Where a line of the entries holds the string "push", copy that line.

START Records to process

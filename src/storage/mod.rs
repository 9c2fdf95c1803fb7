use crate::{
    domain::{Column, RawBoard},
    error::Result,
};
use async_trait::async_trait;

pub mod file_storage;

pub use file_storage::FileBoardStore;

/// Board data source for the board screen
#[async_trait]
pub trait BoardStore: Send + Sync {
    /// Fetches every board the signed-in user can see, active or not
    async fn fetch_boards(&self) -> Result<Vec<RawBoard>>;

    /// Persists a column together with its tasks' positions
    async fn update_column(&self, column: &Column) -> Result<()>;
}
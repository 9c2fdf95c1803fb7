use crate::domain::raw::{coerce_id, coerce_number, RawCategory, RawTask};
use crate::domain::user::User;
use serde::{Deserialize, Serialize};
use serde_json::{Map, Value};
use tracing::warn;

/// A category tasks can be tagged with
#[derive(Debug, Clone, PartialEq, Eq, Serialize, Deserialize)]
pub struct Category {
    pub id: u64,
    pub name: String,
    #[serde(default, skip_serializing_if = "Option::is_none")]
    pub default_task_color: Option<String>,
}

impl Category {
    pub fn new(id: u64, name: String) -> Self {
        Self {
            id,
            name,
            default_task_color: None,
        }
    }

    pub fn from_raw(raw: &RawCategory) -> Option<Self> {
        let Some(id) = coerce_id(&raw.id) else {
            warn!(id = %raw.id, "Skipping category record with non-numeric id");
            return None;
        };

        Some(Self {
            id,
            name: raw.name.clone(),
            default_task_color: raw.default_task_color.clone(),
        })
    }
}

impl From<&Category> for RawCategory {
    fn from(category: &Category) -> Self {
        Self {
            id: Value::from(category.id),
            name: category.name.clone(),
            default_task_color: category.default_task_color.clone(),
            extra: Map::new(),
        }
    }
}

/// A kanban task
#[derive(Debug, Clone, PartialEq, Serialize, Deserialize)]
pub struct Task {
    pub id: u64,
    pub title: String,
    #[serde(default, skip_serializing_if = "Option::is_none")]
    pub description: Option<String>,
    #[serde(default, skip_serializing_if = "Option::is_none")]
    pub color: Option<String>,
    pub column_id: u64,
    pub position: i64,
    #[serde(default)]
    pub assignees: Vec<User>,
    #[serde(default)]
    pub categories: Vec<Category>,
    /// Record fields this crate does not interpret, written back as they came
    #[serde(default, skip_serializing_if = "Map::is_empty")]
    pub extra: Map<String, Value>,
}

impl Task {
    /// Creates a new task in the given column
    pub fn new(id: u64, title: String, column_id: u64, position: i64) -> Self {
        Self {
            id,
            title,
            description: None,
            color: None,
            column_id,
            position,
            assignees: Vec::new(),
            categories: Vec::new(),
            extra: Map::new(),
        }
    }

    /// Builds a task from a raw record found in `owner_column_id`.
    ///
    /// A task whose own `column_id` is not a number takes the owning column's id;
    /// a non-numeric position becomes 0.
    pub fn from_raw(raw: &RawTask, owner_column_id: u64) -> Option<Self> {
        let Some(id) = coerce_id(&raw.id) else {
            warn!(id = %raw.id, column_id = owner_column_id, "Skipping task record with non-numeric id");
            return None;
        };

        Some(Self {
            id,
            title: raw.title.clone(),
            description: raw.description.clone(),
            color: raw.color.clone(),
            column_id: coerce_id(&raw.column_id).unwrap_or(owner_column_id),
            position: coerce_number(&raw.position).unwrap_or_default(),
            assignees: raw.assignees.iter().filter_map(User::from_raw).collect(),
            categories: raw.categories.iter().filter_map(Category::from_raw).collect(),
            extra: raw.extra.clone(),
        })
    }

    pub fn with_assignee(mut self, user: User) -> Self {
        self.assignees.push(user);
        self
    }

    pub fn with_category(mut self, category: Category) -> Self {
        self.categories.push(category);
        self
    }

    pub fn is_assigned_to(&self, user_id: u64) -> bool {
        self.assignees.iter().any(|user| user.id == user_id)
    }

    pub fn has_category(&self, category_id: u64) -> bool {
        self.categories.iter().any(|cat| cat.id == category_id)
    }
}

impl From<&Task> for RawTask {
    fn from(task: &Task) -> Self {
        Self {
            id: Value::from(task.id),
            title: task.title.clone(),
            description: task.description.clone(),
            color: task.color.clone(),
            column_id: Value::from(task.column_id),
            position: Value::from(task.position),
            assignees: task.assignees.iter().map(Into::into).collect(),
            categories: task.categories.iter().map(Into::into).collect(),
            extra: task.extra.clone(),
        }
    }
}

END Records to process

=== Written solution ===
        self.assignees.push(user);
        self.categories.push(category);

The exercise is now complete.